====== Dataset content

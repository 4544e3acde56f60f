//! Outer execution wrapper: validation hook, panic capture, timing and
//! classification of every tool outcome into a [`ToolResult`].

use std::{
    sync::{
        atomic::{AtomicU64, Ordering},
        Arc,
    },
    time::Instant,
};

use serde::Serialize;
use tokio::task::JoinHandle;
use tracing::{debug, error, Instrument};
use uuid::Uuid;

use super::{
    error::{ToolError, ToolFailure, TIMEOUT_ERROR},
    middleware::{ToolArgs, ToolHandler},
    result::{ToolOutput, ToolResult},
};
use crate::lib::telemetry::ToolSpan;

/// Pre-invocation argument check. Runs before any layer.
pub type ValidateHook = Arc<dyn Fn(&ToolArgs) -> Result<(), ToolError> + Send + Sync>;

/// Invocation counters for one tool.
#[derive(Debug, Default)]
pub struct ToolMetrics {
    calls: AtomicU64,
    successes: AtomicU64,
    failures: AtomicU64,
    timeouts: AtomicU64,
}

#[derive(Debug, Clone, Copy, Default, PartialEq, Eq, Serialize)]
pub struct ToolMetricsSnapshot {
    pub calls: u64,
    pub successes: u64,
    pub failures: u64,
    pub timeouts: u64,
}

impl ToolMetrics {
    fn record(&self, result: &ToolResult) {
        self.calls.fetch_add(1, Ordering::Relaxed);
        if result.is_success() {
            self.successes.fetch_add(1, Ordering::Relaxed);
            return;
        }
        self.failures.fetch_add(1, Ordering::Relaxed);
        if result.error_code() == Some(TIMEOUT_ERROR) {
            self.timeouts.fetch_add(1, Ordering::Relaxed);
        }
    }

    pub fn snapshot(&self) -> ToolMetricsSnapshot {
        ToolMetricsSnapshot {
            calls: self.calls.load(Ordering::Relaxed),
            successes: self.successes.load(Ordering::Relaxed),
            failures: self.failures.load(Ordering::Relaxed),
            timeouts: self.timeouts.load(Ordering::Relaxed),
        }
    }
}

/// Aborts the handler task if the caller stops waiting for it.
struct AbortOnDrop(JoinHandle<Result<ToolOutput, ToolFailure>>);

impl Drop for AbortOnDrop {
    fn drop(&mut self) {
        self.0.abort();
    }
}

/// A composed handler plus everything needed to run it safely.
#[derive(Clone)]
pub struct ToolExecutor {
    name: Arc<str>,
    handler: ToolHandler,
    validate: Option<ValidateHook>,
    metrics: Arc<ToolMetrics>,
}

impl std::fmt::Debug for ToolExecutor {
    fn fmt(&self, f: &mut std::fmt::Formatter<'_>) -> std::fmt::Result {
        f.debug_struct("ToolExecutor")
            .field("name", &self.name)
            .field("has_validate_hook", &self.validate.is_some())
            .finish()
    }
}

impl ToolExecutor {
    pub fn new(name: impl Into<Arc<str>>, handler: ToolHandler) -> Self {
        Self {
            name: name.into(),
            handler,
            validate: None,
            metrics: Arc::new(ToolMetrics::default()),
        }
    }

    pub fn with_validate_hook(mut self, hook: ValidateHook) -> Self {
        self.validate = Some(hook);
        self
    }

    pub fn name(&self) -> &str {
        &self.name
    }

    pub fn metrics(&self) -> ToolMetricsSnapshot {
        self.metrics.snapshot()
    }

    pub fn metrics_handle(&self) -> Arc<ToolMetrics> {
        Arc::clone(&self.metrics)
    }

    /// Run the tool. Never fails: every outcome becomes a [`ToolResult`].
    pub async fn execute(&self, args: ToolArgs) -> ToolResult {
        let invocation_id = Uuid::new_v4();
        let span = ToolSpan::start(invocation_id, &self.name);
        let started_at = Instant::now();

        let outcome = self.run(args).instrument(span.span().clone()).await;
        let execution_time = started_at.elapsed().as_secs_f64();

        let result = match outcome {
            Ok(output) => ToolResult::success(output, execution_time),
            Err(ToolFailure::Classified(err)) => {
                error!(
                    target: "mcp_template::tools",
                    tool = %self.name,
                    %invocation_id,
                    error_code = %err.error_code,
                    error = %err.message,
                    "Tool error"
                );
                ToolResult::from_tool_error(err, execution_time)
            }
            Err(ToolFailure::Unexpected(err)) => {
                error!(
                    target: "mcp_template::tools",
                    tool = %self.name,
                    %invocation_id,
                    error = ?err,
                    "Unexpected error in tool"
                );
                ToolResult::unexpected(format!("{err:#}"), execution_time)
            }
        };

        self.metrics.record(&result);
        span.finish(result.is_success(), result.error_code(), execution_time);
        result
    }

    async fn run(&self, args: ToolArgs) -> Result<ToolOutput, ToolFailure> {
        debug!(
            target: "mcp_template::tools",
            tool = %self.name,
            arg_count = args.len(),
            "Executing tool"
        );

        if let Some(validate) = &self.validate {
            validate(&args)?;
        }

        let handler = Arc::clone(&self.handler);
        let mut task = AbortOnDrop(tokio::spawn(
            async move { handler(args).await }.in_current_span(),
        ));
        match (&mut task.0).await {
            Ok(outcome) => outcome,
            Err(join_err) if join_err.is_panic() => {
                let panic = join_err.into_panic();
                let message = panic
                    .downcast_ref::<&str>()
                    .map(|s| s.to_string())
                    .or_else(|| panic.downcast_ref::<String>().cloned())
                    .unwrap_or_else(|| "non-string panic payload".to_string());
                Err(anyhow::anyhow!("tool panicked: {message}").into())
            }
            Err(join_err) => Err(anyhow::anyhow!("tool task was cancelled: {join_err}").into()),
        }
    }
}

============

## How to complete this task
Keep the wording exact. Give all of the records again.

## Answer
repository 4544e3acde56f60f
//! Outer execution wrapper: validation hook, panic capture, timing and
//! classification of every tool outcome into a [`ToolResult`].

use std::{
    sync::{
        atomic::{AtomicU64, Ordering},
        Arc,
    },
    time::Instant,
};

use serde::Serialize;
use tokio::task::JoinHandle;
use tracing::{debug, error, Instrument};
use uuid::Uuid;

use super::{
    error::{ToolError, ToolFailure, TIMEOUT_ERROR},
    middleware::{ToolArgs, ToolHandler},
    result::{ToolOutput, ToolResult},
};
use crate::lib::telemetry::ToolSpan;

/// Pre-invocation argument check. Runs before any layer.
pub type ValidateHook = Arc<dyn Fn(&ToolArgs) -> Result<(), ToolError> + Send + Sync>;

/// Invocation counters for one tool.
#[derive(Debug, Default)]
pub struct ToolMetrics {
    calls: AtomicU64,
    successes: AtomicU64,
    failures: AtomicU64,
    timeouts: AtomicU64,
}

#[derive(Debug, Clone, Copy, Default, PartialEq, Eq, Serialize)]
pub struct ToolMetricsSnapshot {
    pub calls: u64,
    pub successes: u64,
    pub failures: u64,
    pub timeouts: u64,
}

impl ToolMetrics {
    fn record(&self, result: &ToolResult) {
        self.calls.fetch_add(1, Ordering::Relaxed);
        if result.is_success() {
            self.successes.fetch_add(1, Ordering::Relaxed);
            return;
        }
        self.failures.fetch_add(1, Ordering::Relaxed);
        if result.error_code() == Some(TIMEOUT_ERROR) {
            self.timeouts.fetch_add(1, Ordering::Relaxed);
        }
    }

    pub fn snapshot(&self) -> ToolMetricsSnapshot {
        ToolMetricsSnapshot {
            calls: self.calls.load(Ordering::Relaxed),
            successes: self.successes.load(Ordering::Relaxed),
            failures: self.failures.load(Ordering::Relaxed),
            timeouts: self.timeouts.load(Ordering::Relaxed),
        }
    }
}

/// Aborts the handler task if the caller stops waiting for it.
struct AbortOnDrop(JoinHandle<Result<ToolOutput, ToolFailure>>);

impl Drop for AbortOnDrop {
    fn drop(&mut self) {
        self.0.abort();
    }
}

/// A composed handler plus everything needed to run it safely.
#[derive(Clone)]
pub struct ToolExecutor {
    name: Arc<str>,
    handler: ToolHandler,
    validate: Option<ValidateHook>,
    metrics: Arc<ToolMetrics>,
}

impl std::fmt::Debug for ToolExecutor {
    fn fmt(&self, f: &mut std::fmt::Formatter<'_>) -> std::fmt::Result {
        f.debug_struct("ToolExecutor")
            .field("name", &self.name)
            .field("has_validate_hook", &self.validate.is_some())
            .finish()
    }
}

impl ToolExecutor {
    pub fn new(name: impl Into<Arc<str>>, handler: ToolHandler) -> Self {
        Self {
            name: name.into(),
            handler,
            validate: None,
            metrics: Arc::new(ToolMetrics::default()),
        }
    }

    pub fn with_validate_hook(mut self, hook: ValidateHook) -> Self {
        self.validate = Some(hook);
        self
    }

    pub fn name(&self) -> &str {
        &self.name
    }

    pub fn metrics(&self) -> ToolMetricsSnapshot {
        self.metrics.snapshot()
    }

    pub fn metrics_handle(&self) -> Arc<ToolMetrics> {
        Arc::clone(&self.metrics)
    }

    /// Run the tool. Never fails: every outcome becomes a [`ToolResult`].
    pub async fn execute(&self, args: ToolArgs) -> ToolResult {
        let invocation_id = Uuid::new_v4();
        let span = ToolSpan::start(invocation_id, &self.name);
        let started_at = Instant::now();

        let outcome = self.run(args).instrument(span.span().clone()).await;
        let execution_time = started_at.elapsed().as_secs_f64();

        let result = match outcome {
            Ok(output) => ToolResult::success(output, execution_time),
            Err(ToolFailure::Classified(err)) => {
                error!(
                    target: "mcp_template::tools",
                    tool = %self.name,
                    %invocation_id,
                    error_code = %err.error_code,
                    error = %err.message,
                    "Tool error"
                );
                ToolResult::from_tool_error(err, execution_time)
            }
            Err(ToolFailure::Unexpected(err)) => {
                error!(
                    target: "mcp_template::tools",
                    tool = %self.name,
                    %invocation_id,
                    error = ?err,
                    "Unexpected error in tool"
                );
                ToolResult::unexpected(format!("{err:#}"), execution_time)
            }
        };

        self.metrics.record(&result);
        span.finish(result.is_success(), result.error_code(), execution_time);
        result
    }

    async fn run(&self, args: ToolArgs) -> Result<ToolOutput, ToolFailure> {
        debug!(
            target: "mcp_template::tools",
            tool = %self.name,
            arg_count = args.len(),
            "Executing tool"
        );

        if let Some(validate) = &self.validate {
            validate(&args)?;
        }

        let handler = Arc::clone(&self.handler);
        let mut task = AbortOnDrop(tokio::spawn(
            async move { handler(args).await }.in_current_span(),
        ));
        match (&mut task.0).await {
            Ok(outcome) => outcome,
            Err(join_err) if join_err.is_panic() => {
                let panic = join_err.into_panic();
                let message = panic
                    .downcast_ref::<&str>()
                    .map(|s| s.to_string())
                    .or_else(|| panic.downcast_ref::<String>().cloned())
                    .unwrap_or_else(|| "non-string panic payload".to_string());
                Err(anyhow::anyhow!("tool panicked: {message}").into())
            }
            Err(join_err) => Err(anyhow::anyhow!("tool task was cancelled: {join_err}").into()),
        }
    }
}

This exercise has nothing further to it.